▸ REQUIRED WORK
Would you set down the complete data below, exactly as shown?
-------- PROVIDED DATA --------
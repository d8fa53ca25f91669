use image::imageops;

use crate::frame::{Dimensions, FrameBuffer, Pixel};

/// Square of side `size` around an annotated point.
///
/// With `start = size / 2` and `end = size - start` the square covers
/// `[x - start, x + end) x [y - start, y + end)`, one pixel larger on the
/// positive side for odd sizes.
#[derive(Copy, Clone, Debug, PartialEq, Eq)]
pub struct RoiSquare {
    pub left: i64,
    pub top: i64,
    pub right: i64,
    pub bottom: i64,
}

impl RoiSquare {
    pub fn centered(point: mint::Point2<i32>, size: u32) -> Self {
        let d_start = (size / 2) as i64;
        let d_end = size as i64 - d_start;
        let (x, y) = (point.x as i64, point.y as i64);
        Self {
            left: x - d_start,
            top: y - d_start,
            right: x + d_end,
            bottom: y + d_end,
        }
    }

    pub fn width(&self) -> u32 {
        (self.right - self.left) as u32
    }

    pub fn height(&self) -> u32 {
        (self.bottom - self.top) as u32
    }

    /// Part of the square lying inside a frame, as `(x, y, width, height)`.
    pub fn clip(&self, frame: Dimensions) -> Option<(u32, u32, u32, u32)> {
        let left = self.left.max(0);
        let top = self.top.max(0);
        let right = self.right.min(frame.width as i64);
        let bottom = self.bottom.min(frame.height as i64);
        if left >= right || top >= bottom {
            return None;
        }
        Some((
            left as u32,
            top as u32,
            (right - left) as u32,
            (bottom - top) as u32,
        ))
    }

    fn on_outline(&self, x: i64, y: i64, thickness: i64) -> bool {
        x < self.left + thickness
            || x >= self.right - thickness
            || y < self.top + thickness
            || y >= self.bottom - thickness
    }
}

/// Draws the outline of `square` onto `frame`, `thickness` pixels wide on
/// the inside of the square. Parts outside the frame are skipped.
pub fn draw_outline(frame: &mut FrameBuffer, square: &RoiSquare, color: Pixel, thickness: u32) {
    let dims = Dimensions::new(frame.width(), frame.height());
    let Some((x0, y0, w, h)) = square.clip(dims) else {
        return;
    };
    let thickness = thickness as i64;
    for y in y0..y0 + h {
        for x in x0..x0 + w {
            if square.on_outline(x as i64, y as i64, thickness) {
                frame.put_pixel(x, y, color);
            }
        }
    }
}

/// Copies the square out of `frame`. The patch always has the full size of
/// the square; pixels outside the frame are black.
pub fn crop_patch(frame: &FrameBuffer, square: &RoiSquare) -> FrameBuffer {
    let dims = Dimensions::new(frame.width(), frame.height());
    let Some((x0, y0, w, h)) = square.clip(dims) else {
        return FrameBuffer::new(square.width(), square.height());
    };

    let visible = imageops::crop_imm(frame, x0, y0, w, h).to_image();
    if w == square.width() && h == square.height() {
        return visible;
    }

    let mut patch = FrameBuffer::new(square.width(), square.height());
    let offset_x = (x0 as i64 - square.left) as u32;
    let offset_y = (y0 as i64 - square.top) as u32;
    for (x, y, pixel) in visible.enumerate_pixels() {
        patch.put_pixel(x + offset_x, y + offset_y, *pixel);
    }
    patch
}

#[cfg(test)]
mod tests {
    use super::*;
    use image::Rgb;

    const RED: Rgb<u8> = Rgb([255, 0, 0]);

    fn gradient(width: u32, height: u32) -> FrameBuffer {
        FrameBuffer::from_fn(width, height, |x, y| Rgb([x as u8, y as u8, 7]))
    }

    #[test]
    fn centering_even_size() {
        let square = RoiSquare::centered(mint::Point2 { x: 100, y: 100 }, 50);
        assert_eq!(
            square,
            RoiSquare {
                left: 75,
                top: 75,
                right: 125,
                bottom: 125
            }
        );
        assert_eq!((square.width(), square.height()), (50, 50));
    }

    #[test]
    fn centering_odd_size_extends_positive_side() {
        let square = RoiSquare::centered(mint::Point2 { x: 10, y: 20 }, 5);
        assert_eq!((square.left, square.right), (8, 13));
        assert_eq!((square.top, square.bottom), (18, 23));
    }

    #[test]
    fn crop_inside_frame_copies_pixels() {
        let frame = gradient(64, 48);
        let square = RoiSquare::centered(mint::Point2 { x: 20, y: 30 }, 10);
        let patch = crop_patch(&frame, &square);

        assert_eq!(patch.dimensions(), (10, 10));
        assert_eq!(*patch.get_pixel(0, 0), Rgb([15, 25, 7]));
        assert_eq!(*patch.get_pixel(9, 9), Rgb([24, 34, 7]));
    }

    #[test]
    fn crop_over_corner_is_padded_black() {
        let frame = gradient(64, 48);
        let square = RoiSquare::centered(mint::Point2 { x: 2, y: 1 }, 10);
        let patch = crop_patch(&frame, &square);

        assert_eq!(patch.dimensions(), (10, 10));
        assert_eq!(*patch.get_pixel(0, 0), Rgb([0, 0, 0]));
        assert_eq!(*patch.get_pixel(2, 3), Rgb([0, 0, 0]));
        // frame pixel (0, 0) lands at (3, 4)
        assert_eq!(*patch.get_pixel(3, 4), Rgb([0, 0, 7]));
        assert_eq!(*patch.get_pixel(9, 9), Rgb([6, 5, 7]));
    }

    #[test]
    fn crop_outside_frame_is_black() {
        let frame = gradient(8, 8);
        let square = RoiSquare::centered(mint::Point2 { x: 100, y: 100 }, 4);
        let patch = crop_patch(&frame, &square);
        assert_eq!(patch.dimensions(), (4, 4));
        assert!(patch.pixels().all(|p| *p == Rgb([0, 0, 0])));
    }

    #[test]
    fn outline_marks_border_only() {
        let mut frame = FrameBuffer::new(40, 40);
        let square = RoiSquare::centered(mint::Point2 { x: 20, y: 20 }, 10);
        draw_outline(&mut frame, &square, RED, 2);

        assert_eq!(*frame.get_pixel(15, 15), RED);
        assert_eq!(*frame.get_pixel(16, 20), RED);
        assert_eq!(*frame.get_pixel(24, 24), RED);
        assert_eq!(*frame.get_pixel(23, 20), RED);
        // interior and exterior untouched
        assert_eq!(*frame.get_pixel(17, 17), Rgb([0, 0, 0]));
        assert_eq!(*frame.get_pixel(22, 22), Rgb([0, 0, 0]));
        assert_eq!(*frame.get_pixel(14, 14), Rgb([0, 0, 0]));
        assert_eq!(*frame.get_pixel(25, 25), Rgb([0, 0, 0]));
    }

    #[test]
    fn outline_is_clipped_at_frame_edge() {
        let mut frame = FrameBuffer::new(10, 10);
        let square = RoiSquare::centered(mint::Point2 { x: 9, y: 0 }, 6);
        draw_outline(&mut frame, &square, RED, 2);

        // right and top edges of the square lie outside the frame
        assert_eq!(*frame.get_pixel(6, 0), RED);
        assert_eq!(*frame.get_pixel(7, 0), RED);
        assert_eq!(*frame.get_pixel(8, 0), Rgb([0, 0, 0]));
        assert_eq!(*frame.get_pixel(9, 2), RED);
    }
}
--------
▸ PROBLEM SOLUTION
repository d8fa53ca25f91669
use image::imageops;

use crate::frame::{Dimensions, FrameBuffer, Pixel};

/// Square of side `size` around an annotated point.
///
/// With `start = size / 2` and `end = size - start` the square covers
/// `[x - start, x + end) x [y - start, y + end)`, one pixel larger on the
/// positive side for odd sizes.
#[derive(Copy, Clone, Debug, PartialEq, Eq)]
pub struct RoiSquare {
    pub left: i64,
    pub top: i64,
    pub right: i64,
    pub bottom: i64,
}

impl RoiSquare {
    pub fn centered(point: mint::Point2<i32>, size: u32) -> Self {
        let d_start = (size / 2) as i64;
        let d_end = size as i64 - d_start;
        let (x, y) = (point.x as i64, point.y as i64);
        Self {
            left: x - d_start,
            top: y - d_start,
            right: x + d_end,
            bottom: y + d_end,
        }
    }

    pub fn width(&self) -> u32 {
        (self.right - self.left) as u32
    }

    pub fn height(&self) -> u32 {
        (self.bottom - self.top) as u32
    }

    /// Part of the square lying inside a frame, as `(x, y, width, height)`.
    pub fn clip(&self, frame: Dimensions) -> Option<(u32, u32, u32, u32)> {
        let left = self.left.max(0);
        let top = self.top.max(0);
        let right = self.right.min(frame.width as i64);
        let bottom = self.bottom.min(frame.height as i64);
        if left >= right || top >= bottom {
            return None;
        }
        Some((
            left as u32,
            top as u32,
            (right - left) as u32,
            (bottom - top) as u32,
        ))
    }

    fn on_outline(&self, x: i64, y: i64, thickness: i64) -> bool {
        x < self.left + thickness
            || x >= self.right - thickness
            || y < self.top + thickness
            || y >= self.bottom - thickness
    }
}

/// Draws the outline of `square` onto `frame`, `thickness` pixels wide on
/// the inside of the square. Parts outside the frame are skipped.
pub fn draw_outline(frame: &mut FrameBuffer, square: &RoiSquare, color: Pixel, thickness: u32) {
    let dims = Dimensions::new(frame.width(), frame.height());
    let Some((x0, y0, w, h)) = square.clip(dims) else {
        return;
    };
    let thickness = thickness as i64;
    for y in y0..y0 + h {
        for x in x0..x0 + w {
            if square.on_outline(x as i64, y as i64, thickness) {
                frame.put_pixel(x, y, color);
            }
        }
    }
}

/// Copies the square out of `frame`. The patch always has the full size of
/// the square; pixels outside the frame are black.
pub fn crop_patch(frame: &FrameBuffer, square: &RoiSquare) -> FrameBuffer {
    let dims = Dimensions::new(frame.width(), frame.height());
    let Some((x0, y0, w, h)) = square.clip(dims) else {
        return FrameBuffer::new(square.width(), square.height());
    };

    let visible = imageops::crop_imm(frame, x0, y0, w, h).to_image();
    if w == square.width() && h == square.height() {
        return visible;
    }

    let mut patch = FrameBuffer::new(square.width(), square.height());
    let offset_x = (x0 as i64 - square.left) as u32;
    let offset_y = (y0 as i64 - square.top) as u32;
    for (x, y, pixel) in visible.enumerate_pixels() {
        patch.put_pixel(x + offset_x, y + offset_y, *pixel);
    }
    patch
}

#[cfg(test)]
mod tests {
    use super::*;
    use image::Rgb;

    const RED: Rgb<u8> = Rgb([255, 0, 0]);

    fn gradient(width: u32, height: u32) -> FrameBuffer {
        FrameBuffer::from_fn(width, height, |x, y| Rgb([x as u8, y as u8, 7]))
    }

    #[test]
    fn centering_even_size() {
        let square = RoiSquare::centered(mint::Point2 { x: 100, y: 100 }, 50);
        assert_eq!(
            square,
            RoiSquare {
                left: 75,
                top: 75,
                right: 125,
                bottom: 125
            }
        );
        assert_eq!((square.width(), square.height()), (50, 50));
    }

    #[test]
    fn centering_odd_size_extends_positive_side() {
        let square = RoiSquare::centered(mint::Point2 { x: 10, y: 20 }, 5);
        assert_eq!((square.left, square.right), (8, 13));
        assert_eq!((square.top, square.bottom), (18, 23));
    }

    #[test]
    fn crop_inside_frame_copies_pixels() {
        let frame = gradient(64, 48);
        let square = RoiSquare::centered(mint::Point2 { x: 20, y: 30 }, 10);
        let patch = crop_patch(&frame, &square);

        assert_eq!(patch.dimensions(), (10, 10));
        assert_eq!(*patch.get_pixel(0, 0), Rgb([15, 25, 7]));
        assert_eq!(*patch.get_pixel(9, 9), Rgb([24, 34, 7]));
    }

    #[test]
    fn crop_over_corner_is_padded_black() {
        let frame = gradient(64, 48);
        let square = RoiSquare::centered(mint::Point2 { x: 2, y: 1 }, 10);
        let patch = crop_patch(&frame, &square);

        assert_eq!(patch.dimensions(), (10, 10));
        assert_eq!(*patch.get_pixel(0, 0), Rgb([0, 0, 0]));
        assert_eq!(*patch.get_pixel(2, 3), Rgb([0, 0, 0]));
        // frame pixel (0, 0) lands at (3, 4)
        assert_eq!(*patch.get_pixel(3, 4), Rgb([0, 0, 7]));
        assert_eq!(*patch.get_pixel(9, 9), Rgb([6, 5, 7]));
    }

    #[test]
    fn crop_outside_frame_is_black() {
        let frame = gradient(8, 8);
        let square = RoiSquare::centered(mint::Point2 { x: 100, y: 100 }, 4);
        let patch = crop_patch(&frame, &square);
        assert_eq!(patch.dimensions(), (4, 4));
        assert!(patch.pixels().all(|p| *p == Rgb([0, 0, 0])));
    }

    #[test]
    fn outline_marks_border_only() {
        let mut frame = FrameBuffer::new(40, 40);
        let square = RoiSquare::centered(mint::Point2 { x: 20, y: 20 }, 10);
        draw_outline(&mut frame, &square, RED, 2);

        assert_eq!(*frame.get_pixel(15, 15), RED);
        assert_eq!(*frame.get_pixel(16, 20), RED);
        assert_eq!(*frame.get_pixel(24, 24), RED);
        assert_eq!(*frame.get_pixel(23, 20), RED);
        // interior and exterior untouched
        assert_eq!(*frame.get_pixel(17, 17), Rgb([0, 0, 0]));
        assert_eq!(*frame.get_pixel(22, 22), Rgb([0, 0, 0]));
        assert_eq!(*frame.get_pixel(14, 14), Rgb([0, 0, 0]));
        assert_eq!(*frame.get_pixel(25, 25), Rgb([0, 0, 0]));
    }

    #[test]
    fn outline_is_clipped_at_frame_edge() {
        let mut frame = FrameBuffer::new(10, 10);
        let square = RoiSquare::centered(mint::Point2 { x: 9, y: 0 }, 6);
        draw_outline(&mut frame, &square, RED, 2);

        // right and top edges of the square lie outside the frame
        assert_eq!(*frame.get_pixel(6, 0), RED);
        assert_eq!(*frame.get_pixel(7, 0), RED);
        assert_eq!(*frame.get_pixel(8, 0), Rgb([0, 0, 0]));
        assert_eq!(*frame.get_pixel(9, 2), RED);
    }
}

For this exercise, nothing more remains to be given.